- IATA: MPS; ICAO: KOSA; FAA LID: OSA;

Summary
- Airport type: Public
- Owner: City of Mount Pleasant
- Serves: Mount Pleasant, Texas
- Elevation AMSL: 364 ft / 111 m
- Coordinates: 33°05′49″N 094°57′42″W﻿ / ﻿33.09694°N 94.96167°W
- Website: MountPleasantAirport.com

Map
- OSA Location of airport in Texas

Runways
| Direction | Length |  | Surface |
| ft | m |
| 17/35 | 6,004 | 1,830 | Asphalt |

Helipads
| Number | Length |  | Surface |
| ft | m |
| H1 | 44 | 13 | Concrete |

Statistics (2010)
- Aircraft operations: 13,200
- Based aircraft: 47
- Source: Federal Aviation Administration

= Mount Pleasant Regional Airport (Texas) =

Mount Pleasant Regional Airport is a city-owned, public-use airport located three nautical miles (6 km) south of the central business district of Mount Pleasant, a city in Titus County, Texas, United States. It is included in the National Plan of Integrated Airport Systems for 2011–2015, which categorized it as a general aviation facility.

== Facilities and aircraft ==
Mount Pleasant Regional Airport covers an area of 284 acres (115 ha) at an elevation of 364 feet (111 m) above mean sea level.

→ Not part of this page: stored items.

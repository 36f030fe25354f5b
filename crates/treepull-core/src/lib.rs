pub mod category;
pub(crate) mod command_adapter;
pub mod command_runner;
pub mod config;
pub mod controller;
pub mod doctor;
pub mod git;
pub mod history;
pub mod lifecycle;
pub mod listing;
pub mod names;
pub mod placement;
pub mod selection;
pub mod snapshot;
#[cfg(test)]
pub(crate) mod test_support;
pub mod time;
pub mod transport;
pub mod tree;
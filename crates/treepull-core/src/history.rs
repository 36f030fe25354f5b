use std::fs;
use std::path::{Path, PathBuf};
use std::sync::Mutex;

use serde::{Deserialize, Serialize};
use thiserror::Error;
use tracing::warn;

use crate::snapshot::RepositorySnapshot;

const HISTORY_VERSION: i64 = 1;

#[derive(Debug, Clone, PartialEq, Eq, Serialize, Deserialize)]
struct HistoryFile {
    version: i64,
    #[serde(rename = "repo", default)]
    entries: Vec<RepositorySnapshot>,
}

impl Default for HistoryFile {
    fn default() -> Self {
        Self {
            version: HISTORY_VERSION,
            entries: Vec::new(),
        }
    }
}

#[derive(Debug, Error)]
pub enum HistoryError {
    #[error("failed to read history at {path}: {source}")]
    Read {
        path: PathBuf,
        #[source]
        source: std::io::Error,
    },
    #[error("failed to parse history at {path}: {source}")]
    Parse {
        path: PathBuf,
        #[source]
        source: toml::de::Error,
    },
    #[error("failed to write history at {path}: {source}")]
    Write {
        path: PathBuf,
        #[source]
        source: std::io::Error,
    },
    #[error("failed to serialize history: {0}")]
    Serialize(toml::ser::Error),
    #[error("invalid history schema: unsupported version (expected {HISTORY_VERSION}, found {found})")]
    UnsupportedVersion { found: i64 },
}

pub fn history_path(config_dir: &Path) -> PathBuf {
    config_dir.join("history.toml")
}

/// Most-recent-first list of fetched snapshots, one per repository URL.
#[derive(Debug)]
pub struct HistoryStore {
    path: PathBuf,
    limit: usize,
    write_lock: Mutex<()>,
}

impl HistoryStore {
    pub fn new(path: PathBuf, limit: usize) -> Self {
        Self {
            path,
            limit: limit.max(1),
            write_lock: Mutex::new(()),
        }
    }

    pub fn path(&self) -> &Path {
        &self.path
    }

    pub fn load(&self) -> Result<Vec<RepositorySnapshot>, HistoryError> {
        Ok(self.load_file()?.entries)
    }

    /// Like [`HistoryStore::load`], but an unreadable file is logged and read as empty.
    pub fn list(&self) -> Vec<RepositorySnapshot> {
        match self.load() {
            Ok(entries) => entries,
            Err(error) => {
                warn!(path = %self.path.display(), %error, "history unreadable; treating as empty");
                Vec::new()
            }
        }
    }

    pub fn record(&self, snapshot: &RepositorySnapshot) -> Result<(), HistoryError> {
        let _guard = self
            .write_lock
            .lock()
            .unwrap_or_else(|poisoned| poisoned.into_inner());

        let mut entries = self.list();
        entries.retain(|entry| entry.url() != snapshot.url());
        entries.insert(0, snapshot.clone());
        entries.truncate(self.limit);

        self.write_file(&HistoryFile {
            version: HISTORY_VERSION,
            entries,
        })
    }

    pub fn remove(&self, url: &str) -> Result<Option<RepositorySnapshot>, HistoryError> {
        let _guard = self
            .write_lock
            .lock()
            .unwrap_or_else(|poisoned| poisoned.into_inner());

        let mut history = self.load_file()?;
        let Some(index) = history.entries.iter().position(|entry| entry.url() == url) else {
            return Ok(None);
        };

        let removed = history.entries.remove(index);
        self.write_file(&history)?;
        Ok(Some(removed))
    }

    fn load_file(&self) -> Result<HistoryFile, HistoryError> {
        if !self.path.exists() {
            return Ok(HistoryFile::default());
        }

        let raw = fs::read_to_string(&self.path).map_err(|source| HistoryError::Read {
            path: self.path.clone(),
            source,
        })?;

        let parsed: HistoryFile = toml::from_str(&raw).map_err(|source| HistoryError::Parse {
            path: self.path.clone(),
            source,
        })?;

        if parsed.version != HISTORY_VERSION {
            return Err(HistoryError::UnsupportedVersion {
                found: parsed.version,
            });
        }

        Ok(parsed)
    }

    fn write_file(&self, history: &HistoryFile) -> Result<(), HistoryError> {
        if let Some(parent) = self.path.parent() {
            fs::create_dir_all(parent).map_err(|source| HistoryError::Write {
                path: parent.to_path_buf(),
                source,
            })?;
        }

        let serialized = toml::to_string(history).map_err(HistoryError::Serialize)?;
        let temp_path = self.path.with_extension("toml.tmp");

        fs::write(&temp_path, serialized).map_err(|source| HistoryError::Write {
            path: temp_path.clone(),
            source,
        })?;

        fs::rename(&temp_path, &self.path).map_err(|source| HistoryError::Write {
            path: self.path.clone(),
            source,
        })?;

        Ok(())
    }
}
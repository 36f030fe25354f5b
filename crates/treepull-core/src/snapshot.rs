use serde::{Deserialize, Serialize};

use crate::tree::{FileEntry, flatten};

/// Descriptive repository fields carried through untouched.
#[derive(Debug, Clone, PartialEq, Eq, Serialize, Deserialize)]
pub struct RepoIdentity {
    pub name: String,
    pub full_name: String,
    #[serde(default, skip_serializing_if = "Option::is_none")]
    pub description: Option<String>,
    #[serde(default, skip_serializing_if = "Option::is_none")]
    pub stars: Option<u64>,
    #[serde(default, skip_serializing_if = "Option::is_none")]
    pub forks: Option<u64>,
    #[serde(default, skip_serializing_if = "Option::is_none")]
    pub language: Option<String>,
    #[serde(default, skip_serializing_if = "Option::is_none")]
    pub owner_avatar: Option<String>,
    pub html_url: String,
}

#[derive(Debug, Clone, PartialEq, Eq, Serialize, Deserialize)]
pub struct RepositorySnapshot {
    #[serde(default, skip_serializing_if = "Option::is_none")]
    pub branch: Option<String>,
    pub fetched_at: String,
    #[serde(default)]
    pub truncated: bool,
    pub identity: RepoIdentity,
    #[serde(default)]
    pub contents: Vec<FileEntry>,
}

impl RepositorySnapshot {
    pub fn url(&self) -> &str {
        &self.identity.html_url
    }

    pub fn files(&self) -> Vec<&FileEntry> {
        flatten(&self.contents)
    }

    pub fn file_count(&self) -> usize {
        self.files().len()
    }
}
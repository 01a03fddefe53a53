//! Event-loop contract.
//!
//! An event loop (`UpumpMgr`) is a single-threaded cooperative scheduler
//! owning watchers: idlers (fire every iteration), timers, and
//! fd-readable watchers. Event-loop objects are thread-affine — only the
//! owning thread may allocate, start or stop watchers; implementations
//! enforce this by returning `WrongState` from foreign threads. Pipes
//! relinquish control only by returning from their entries; long-running
//! work is divided across idler invocations.
//!
//! The contract is consumed by pooled allocators and by the cross-thread
//! transfer mechanism, which drains its command queue from a watcher on
//! the destination loop.

use std::os::fd::RawFd;
use std::sync::{Arc, Weak};
use std::time::Duration;

use crate::error::Result;

/// What a watcher waits for.
#[derive(Debug, Clone, Copy)]
pub enum WatchSpec {
    /// Fires on every loop iteration while started.
    Idler,
    /// Fires `after` from start, then every `repeat` if given.
    Timer {
        after: Duration,
        repeat: Option<Duration>,
    },
    /// Fires when `fd` becomes readable.
    FdRead { fd: RawFd },
}

/// Callback token handed to a firing watcher; lets the callback stop or
/// restart watchers of its own loop (same-thread only).
#[derive(Clone)]
pub struct PumpCtl {
    mgr: Weak<dyn UpumpMgr>,
    id: u64,
}

impl PumpCtl {
    pub fn new(mgr: Weak<dyn UpumpMgr>, id: u64) -> Self {
        Self { mgr, id }
    }

    /// Identifier of the watcher this token controls.
    pub fn id(&self) -> u64 {
        self.id
    }

    pub fn start(&self) -> Result<()> {
        match self.mgr.upgrade() {
            Some(mgr) => mgr.start(self.id),
            None => Err(crate::error::Error::WrongState),
        }
    }

    pub fn stop(&self) -> Result<()> {
        match self.mgr.upgrade() {
            Some(mgr) => mgr.stop(self.id),
            None => Err(crate::error::Error::WrongState),
        }
    }

    /// Stops and unregisters the watcher.
    pub fn free(&self) -> Result<()> {
        match self.mgr.upgrade() {
            Some(mgr) => mgr.free(self.id),
            None => Err(crate::error::Error::WrongState),
        }
    }
}

/// Watcher callback. Receives a control token for the firing watcher.
pub type UpumpCb = Box<dyn FnMut(&PumpCtl) + Send>;

/// Event-loop manager contract.
pub trait UpumpMgr: Send + Sync {
    /// Registers a watcher; it stays idle until started.
    fn register(&self, spec: WatchSpec, cb: UpumpCb) -> Result<u64>;

    /// Starts a registered watcher.
    fn start(&self, id: u64) -> Result<()>;

    /// Stops a watcher without unregistering it.
    fn stop(&self, id: u64) -> Result<()>;

    /// Stops and unregisters a watcher. Idempotent.
    fn free(&self, id: u64) -> Result<()>;
}

/// Owner handle of a watcher: stops and unregisters it on drop.
pub struct Upump {
    mgr: Arc<dyn UpumpMgr>,
    id: u64,
}

impl Upump {
    /// Registers a watcher on `mgr` and returns its owner handle.
    pub fn alloc(mgr: &Arc<dyn UpumpMgr>, spec: WatchSpec, cb: UpumpCb) -> Result<Upump> {
        let id = mgr.register(spec, cb)?;
        Ok(Upump {
            mgr: Arc::clone(mgr),
            id,
        })
    }

    /// Registers an idler watcher.
    pub fn alloc_idler(mgr: &Arc<dyn UpumpMgr>, cb: UpumpCb) -> Result<Upump> {
        Self::alloc(mgr, WatchSpec::Idler, cb)
    }

    /// Registers a timer watcher.
    pub fn alloc_timer(
        mgr: &Arc<dyn UpumpMgr>,
        after: Duration,
        repeat: Option<Duration>,
        cb: UpumpCb,
    ) -> Result<Upump> {
        Self::alloc(mgr, WatchSpec::Timer { after, repeat }, cb)
    }

    /// Registers an fd-readable watcher.
    pub fn alloc_fd_read(mgr: &Arc<dyn UpumpMgr>, fd: RawFd, cb: UpumpCb) -> Result<Upump> {
        Self::alloc(mgr, WatchSpec::FdRead { fd }, cb)
    }

    pub fn id(&self) -> u64 {
        self.id
    }

    pub fn start(&self) -> Result<()> {
        self.mgr.start(self.id)
    }

    pub fn stop(&self) -> Result<()> {
        self.mgr.stop(self.id)
    }
}

impl Drop for Upump {
    fn drop(&mut self) {
        let _ = self.mgr.free(self.id);
    }
}
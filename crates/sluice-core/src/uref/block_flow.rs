//! Block flow-definition attributes, for coded elementary streams.

use std::sync::Arc;

use crate::error::{Error, Result};
use crate::uref::{Uref, UrefMgr};

/// Flow definition prefix of block streams.
pub const BLOCK_FLOW_DEF: &str = "block.";

uref_attr_unsigned!(
    set_block_octetrate,
    get_block_octetrate,
    delete_block_octetrate,
    "b.octetrate",
    "the octet rate"
);
uref_attr_unsigned!(
    set_block_size,
    get_block_size,
    delete_block_size,
    "b.size",
    "the block size in octets"
);

/// Allocates a control record defining a new block flow. `suffix` extends
/// the hierarchy (e.g. `"mpeg2video."` yields `"block.mpeg2video."`); an
/// empty suffix defines a bare block flow.
pub fn block_flow_alloc_def(mgr: &Arc<UrefMgr>, suffix: &str) -> Result<Uref> {
    if !suffix.is_empty() && !suffix.ends_with('.') {
        return Err(Error::BadArg);
    }
    let mut uref = mgr.alloc_control();
    uref.set_flow_def(&format!("{BLOCK_FLOW_DEF}{suffix}"));
    Ok(uref)
}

It has one runway designated 17/35 with an asphalt surface measuring 6,004 by 100 feet (1,830 x 30 m). It also has one helipad designated H1 with a concrete surface measuring 44 by 44 feet (13 x 13 m).

For the 12-month period ending August 13, 2010, the airport had 13,200 general aviation aircraft operations, an average of 36 per day. At that time there were 47 aircraft based at this airport: 72.3% single-engine, 23.4% multi-engine, and 4.3% jet.

The Mid America Flight Museum is located at the airport.